[Data extracted from a collection]

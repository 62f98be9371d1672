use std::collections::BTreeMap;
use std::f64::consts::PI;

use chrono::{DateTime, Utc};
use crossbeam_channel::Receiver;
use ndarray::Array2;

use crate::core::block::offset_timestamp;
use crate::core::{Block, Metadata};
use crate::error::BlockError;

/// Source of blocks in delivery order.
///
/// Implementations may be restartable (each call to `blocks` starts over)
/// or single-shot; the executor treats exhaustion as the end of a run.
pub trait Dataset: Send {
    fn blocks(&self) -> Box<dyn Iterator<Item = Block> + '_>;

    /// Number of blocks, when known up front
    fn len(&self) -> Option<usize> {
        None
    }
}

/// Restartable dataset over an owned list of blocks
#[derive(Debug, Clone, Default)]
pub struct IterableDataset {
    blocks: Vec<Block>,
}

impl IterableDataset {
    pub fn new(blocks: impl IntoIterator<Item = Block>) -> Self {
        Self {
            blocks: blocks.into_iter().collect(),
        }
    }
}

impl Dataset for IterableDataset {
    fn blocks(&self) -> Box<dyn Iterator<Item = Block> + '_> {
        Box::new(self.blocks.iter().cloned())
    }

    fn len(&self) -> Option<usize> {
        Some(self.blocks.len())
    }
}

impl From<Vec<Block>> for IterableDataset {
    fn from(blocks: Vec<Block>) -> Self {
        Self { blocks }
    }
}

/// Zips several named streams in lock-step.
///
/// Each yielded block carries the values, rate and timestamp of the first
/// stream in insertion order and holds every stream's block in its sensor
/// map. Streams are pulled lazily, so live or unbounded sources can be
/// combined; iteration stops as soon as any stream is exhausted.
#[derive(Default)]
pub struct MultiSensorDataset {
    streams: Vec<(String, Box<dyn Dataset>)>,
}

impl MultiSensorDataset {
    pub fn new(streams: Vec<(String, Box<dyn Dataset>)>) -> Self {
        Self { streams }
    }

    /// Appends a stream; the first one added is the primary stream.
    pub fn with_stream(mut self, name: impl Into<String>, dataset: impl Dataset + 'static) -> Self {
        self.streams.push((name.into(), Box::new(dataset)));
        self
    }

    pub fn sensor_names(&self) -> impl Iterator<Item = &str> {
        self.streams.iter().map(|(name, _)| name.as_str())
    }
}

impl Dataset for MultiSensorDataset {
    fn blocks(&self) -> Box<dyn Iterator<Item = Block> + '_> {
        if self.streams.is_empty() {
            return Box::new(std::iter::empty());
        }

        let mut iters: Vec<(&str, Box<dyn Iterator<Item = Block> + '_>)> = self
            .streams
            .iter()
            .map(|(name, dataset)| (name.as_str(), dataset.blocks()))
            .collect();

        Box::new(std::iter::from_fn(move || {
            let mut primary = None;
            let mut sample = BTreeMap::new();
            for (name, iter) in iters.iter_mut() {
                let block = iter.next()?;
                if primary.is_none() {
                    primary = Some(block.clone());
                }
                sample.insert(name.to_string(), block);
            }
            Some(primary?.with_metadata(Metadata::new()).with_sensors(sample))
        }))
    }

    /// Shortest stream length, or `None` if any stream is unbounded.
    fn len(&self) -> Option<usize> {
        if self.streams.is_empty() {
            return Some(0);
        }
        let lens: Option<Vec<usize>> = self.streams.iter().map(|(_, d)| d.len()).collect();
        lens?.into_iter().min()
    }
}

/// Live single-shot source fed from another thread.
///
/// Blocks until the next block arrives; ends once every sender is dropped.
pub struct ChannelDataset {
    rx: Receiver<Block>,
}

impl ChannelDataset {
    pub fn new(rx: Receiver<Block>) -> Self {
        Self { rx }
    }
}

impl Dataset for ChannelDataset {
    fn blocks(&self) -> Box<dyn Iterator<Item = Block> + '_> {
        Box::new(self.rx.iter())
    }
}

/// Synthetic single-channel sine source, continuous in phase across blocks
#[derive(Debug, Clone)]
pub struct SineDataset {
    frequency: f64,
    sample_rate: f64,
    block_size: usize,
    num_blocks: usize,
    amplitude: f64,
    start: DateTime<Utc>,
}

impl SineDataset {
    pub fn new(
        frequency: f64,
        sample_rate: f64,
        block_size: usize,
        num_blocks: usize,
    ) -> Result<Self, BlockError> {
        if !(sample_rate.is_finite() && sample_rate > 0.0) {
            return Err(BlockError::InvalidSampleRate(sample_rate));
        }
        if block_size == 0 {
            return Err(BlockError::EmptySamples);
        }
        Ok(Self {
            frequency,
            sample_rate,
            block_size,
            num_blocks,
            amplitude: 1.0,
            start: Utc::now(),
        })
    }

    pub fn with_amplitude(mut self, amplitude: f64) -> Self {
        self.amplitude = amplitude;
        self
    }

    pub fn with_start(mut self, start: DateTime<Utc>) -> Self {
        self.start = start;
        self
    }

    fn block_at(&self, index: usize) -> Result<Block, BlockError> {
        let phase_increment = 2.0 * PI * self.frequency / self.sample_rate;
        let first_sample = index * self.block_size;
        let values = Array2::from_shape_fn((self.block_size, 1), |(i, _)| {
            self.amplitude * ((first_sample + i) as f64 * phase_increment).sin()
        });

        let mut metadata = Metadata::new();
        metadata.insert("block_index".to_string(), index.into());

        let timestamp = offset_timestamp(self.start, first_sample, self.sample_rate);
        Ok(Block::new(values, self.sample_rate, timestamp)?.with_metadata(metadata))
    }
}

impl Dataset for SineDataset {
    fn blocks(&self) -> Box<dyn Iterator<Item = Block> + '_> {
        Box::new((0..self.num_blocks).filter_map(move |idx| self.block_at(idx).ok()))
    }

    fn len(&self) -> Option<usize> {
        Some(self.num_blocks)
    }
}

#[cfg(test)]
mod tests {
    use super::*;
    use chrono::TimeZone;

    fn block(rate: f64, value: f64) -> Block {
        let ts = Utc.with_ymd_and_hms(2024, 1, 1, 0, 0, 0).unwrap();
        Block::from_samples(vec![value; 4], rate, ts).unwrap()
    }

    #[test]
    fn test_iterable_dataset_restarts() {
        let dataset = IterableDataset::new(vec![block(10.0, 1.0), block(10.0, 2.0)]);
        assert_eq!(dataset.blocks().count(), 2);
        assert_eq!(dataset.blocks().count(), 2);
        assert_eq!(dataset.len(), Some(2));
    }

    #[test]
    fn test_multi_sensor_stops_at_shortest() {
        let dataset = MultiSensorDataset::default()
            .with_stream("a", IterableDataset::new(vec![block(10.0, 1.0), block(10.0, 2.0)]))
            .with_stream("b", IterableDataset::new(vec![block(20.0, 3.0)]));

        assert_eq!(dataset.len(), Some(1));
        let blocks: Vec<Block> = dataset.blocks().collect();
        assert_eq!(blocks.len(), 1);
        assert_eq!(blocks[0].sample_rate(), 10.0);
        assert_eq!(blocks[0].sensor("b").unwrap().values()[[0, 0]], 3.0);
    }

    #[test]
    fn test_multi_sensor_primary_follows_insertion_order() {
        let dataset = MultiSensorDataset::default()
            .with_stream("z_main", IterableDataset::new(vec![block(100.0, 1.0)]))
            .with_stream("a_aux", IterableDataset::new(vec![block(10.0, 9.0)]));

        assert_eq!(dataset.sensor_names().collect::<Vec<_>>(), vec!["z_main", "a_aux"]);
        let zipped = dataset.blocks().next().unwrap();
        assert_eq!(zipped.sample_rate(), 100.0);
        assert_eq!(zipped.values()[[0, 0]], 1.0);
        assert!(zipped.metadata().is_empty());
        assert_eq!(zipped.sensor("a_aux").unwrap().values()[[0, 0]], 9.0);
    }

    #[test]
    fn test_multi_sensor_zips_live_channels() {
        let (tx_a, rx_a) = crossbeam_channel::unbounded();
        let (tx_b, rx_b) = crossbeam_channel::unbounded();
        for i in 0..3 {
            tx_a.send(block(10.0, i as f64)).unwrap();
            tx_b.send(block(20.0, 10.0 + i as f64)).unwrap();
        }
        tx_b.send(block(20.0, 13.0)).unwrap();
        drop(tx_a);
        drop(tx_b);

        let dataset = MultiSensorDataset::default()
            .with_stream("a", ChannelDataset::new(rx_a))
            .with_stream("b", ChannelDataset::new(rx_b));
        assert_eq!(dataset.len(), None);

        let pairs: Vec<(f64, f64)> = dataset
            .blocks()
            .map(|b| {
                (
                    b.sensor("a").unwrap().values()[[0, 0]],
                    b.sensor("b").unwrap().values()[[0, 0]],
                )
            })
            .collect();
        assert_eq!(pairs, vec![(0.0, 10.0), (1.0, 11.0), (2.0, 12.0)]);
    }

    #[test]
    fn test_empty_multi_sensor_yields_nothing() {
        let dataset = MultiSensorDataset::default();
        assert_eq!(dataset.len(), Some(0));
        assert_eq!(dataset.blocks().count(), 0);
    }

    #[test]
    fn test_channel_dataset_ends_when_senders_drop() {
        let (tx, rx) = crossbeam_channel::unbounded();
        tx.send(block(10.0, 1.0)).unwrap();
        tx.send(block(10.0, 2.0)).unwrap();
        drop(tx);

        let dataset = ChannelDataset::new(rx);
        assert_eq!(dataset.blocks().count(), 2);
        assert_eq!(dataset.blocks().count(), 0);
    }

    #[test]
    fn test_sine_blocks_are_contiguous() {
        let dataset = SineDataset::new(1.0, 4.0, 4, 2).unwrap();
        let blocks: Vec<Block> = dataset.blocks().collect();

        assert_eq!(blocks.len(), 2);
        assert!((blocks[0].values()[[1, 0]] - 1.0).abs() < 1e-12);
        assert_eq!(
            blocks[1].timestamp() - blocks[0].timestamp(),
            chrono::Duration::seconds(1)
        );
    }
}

--- WORK INSTRUCTION ---
Which lines in the data above hold the string "IterableDataset"? Show each one.

--- TASK RESPONSE ---
pub struct IterableDataset {
impl IterableDataset {
impl Dataset for IterableDataset {
impl From<Vec<Block>> for IterableDataset {
        let dataset = IterableDataset::new(vec![block(10.0, 1.0), block(10.0, 2.0)]);
            .with_stream("a", IterableDataset::new(vec![block(10.0, 1.0), block(10.0, 2.0)]))
            .with_stream("b", IterableDataset::new(vec![block(20.0, 3.0)]));
            .with_stream("z_main", IterableDataset::new(vec![block(100.0, 1.0)]))
            .with_stream("a_aux", IterableDataset::new(vec![block(10.0, 9.0)]));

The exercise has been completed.